Sitting Exams

The above image copyright to http://www.superstock.com

Mixing college administration, teaching and study is quite a challenge I thought to myself as I jumped on my Vespa scooter, kick started, and sped out the gate toward the University. This had been one of those unusual days when everything that could go wrong went wrong. I’d lingered in the office too long and was in danger of being late for my own final graduate exams.

This was to be the culmination of years of hard work and study. We’d been the first of an experimental group of engineers and administrators hand picked by industrialists and corporate administrators to take part in a new MBA program offered by the university evenings. I’d been lucky enough to be selected as one of this first batch. Only those with working experience had been chosen, and we were aware we were an elite group.

Over the years a few dropped out, but a surprising large number persevered until the end of the course. Many barely made it to class from work places scatted around the city each evening, but we made the attempt because we felt specially chosen and wanted to have the honor of being among first graduates. We faced trials and difficulties finding time to prepare for classes; for that matter to attend classes at all because of work responsibilities. Our long suffering families were almost at the end of their collective patience as we attempted to balance family work and study. Family lost out every time! We students began to lean on each other for sympathy and support. We’d take a little extra time after classes to study as teams, and make notes to share with classmates whose work took them out of town temporarily.

I remember those classes, and case studies where corporate attitudes were discussed and dissected. During case studies we’d deal with real life situations, and corporate dealings of familiar companies would be placed under the microscope. There was a lot of talk about business ethics and all of us had strong opinions on this topic. We mercilessly denounced what we regarded as questionable practices. By conviction we appeared to be a very moral group.

Now the time had come for us to write, in essence, the sum of our years of accumulated knowledge. Not only were we anxious about exams, but the faculty were anxious too. They were under the microscope as much as we were. Our success was their success, our failure their failure. This was the final test of the first batch!

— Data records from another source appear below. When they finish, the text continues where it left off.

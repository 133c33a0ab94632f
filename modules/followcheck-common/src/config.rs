use std::env;
use std::path::PathBuf;

use crate::error::ConfigError;

/// Endpoints and secrets loaded from environment variables.
/// Tunables (sample sizes, delays, scoring cutoffs) live in the TOML FileConfig.
#[derive(Debug, Clone)]
pub struct Config {
    // Browser
    pub browserless_url: String,
    pub browserless_token: Option<String>,

    // Pre-authenticated session cookie forwarded to the browser.
    pub session_cookie: Option<String>,

    // Optional path to the TOML tunables file.
    pub config_path: Option<PathBuf>,
}

impl Config {
    pub fn from_env() -> Result<Self, ConfigError> {
        dotenvy::dotenv().ok();

        Ok(Self {
            browserless_url: required_env("BROWSERLESS_URL")?,
            browserless_token: optional_env("BROWSERLESS_TOKEN"),
            session_cookie: optional_env("FOLLOWCHECK_SESSION_COOKIE"),
            config_path: optional_env("FOLLOWCHECK_CONFIG").map(PathBuf::from),
        })
    }

    pub fn log_redacted(&self) {
        tracing::info!("Config loaded:");
        tracing::info!("  BROWSERLESS_URL: {}", self.browserless_url);
        tracing::info!("  BROWSERLESS_TOKEN: {}", preview_opt(&self.browserless_token));
        tracing::info!(
            "  FOLLOWCHECK_SESSION_COOKIE: {}",
            preview_opt(&self.session_cookie)
        );
        tracing::info!(
            "  FOLLOWCHECK_CONFIG: {}",
            self.config_path
                .as_ref()
                .map(|p| p.display().to_string())
                .unwrap_or_else(|| "<defaults>".to_string())
        );
    }
}

fn required_env(key: &'static str) -> Result<String, ConfigError> {
    env::var(key)
        .ok()
        .filter(|v| !v.trim().is_empty())
        .ok_or(ConfigError::MissingEnv(key))
}

fn optional_env(key: &str) -> Option<String> {
    env::var(key).ok().filter(|v| !v.trim().is_empty())
}

fn preview(val: &str) -> String {
    let n = val.chars().count().min(5);
    let head: String = val.chars().take(n).collect();
    format!("{head}...({} chars)", val.len())
}

fn preview_opt(val: &Option<String>) -> String {
    match val {
        Some(v) if !v.is_empty() => preview(v),
        _ => "<not set>".to_string(),
    }
}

Papers were distributed and final instructions given. We were awaiting a signal to commence writing when suddenly all lights went out. There’d been a breakdown at the power station, and our supervisor left to see what could be done to turn on emergency power.

Torches flashed on all around the room, everyone came prepared for such eventualities as power failures were common in that city. It took me a while to comprehend what was happening, but then reality hit me. Some students were hastily hiding notes among blank writing papers they’d have to work on when lights could be restored.

I began to realize natural inclinations of some of our group were quite different to professions made when we discussed ethics during previous case studies. As I watched in surprised silence a young Hindu friend next to me quietly whispered. “They may get through the exam by cheating, but ultimately they can’t fool the gods.” I was glad to notice on further observation there were many in that room who shared his opinion. The majority not only believed in ethical behavior, they practiced it that evening and left study notes in their pocket.

“© Copyright Ian Grice 2012 All rights reserved”

9 Comments Add yours

  1. Eric Alagan says:

    Like you Ian – all my post secondary school studies were accomplished while holding down full time jobs. I never encountered cheating during exams though where group assignments were concerned – there was always one who would shirk on their portion of contribution.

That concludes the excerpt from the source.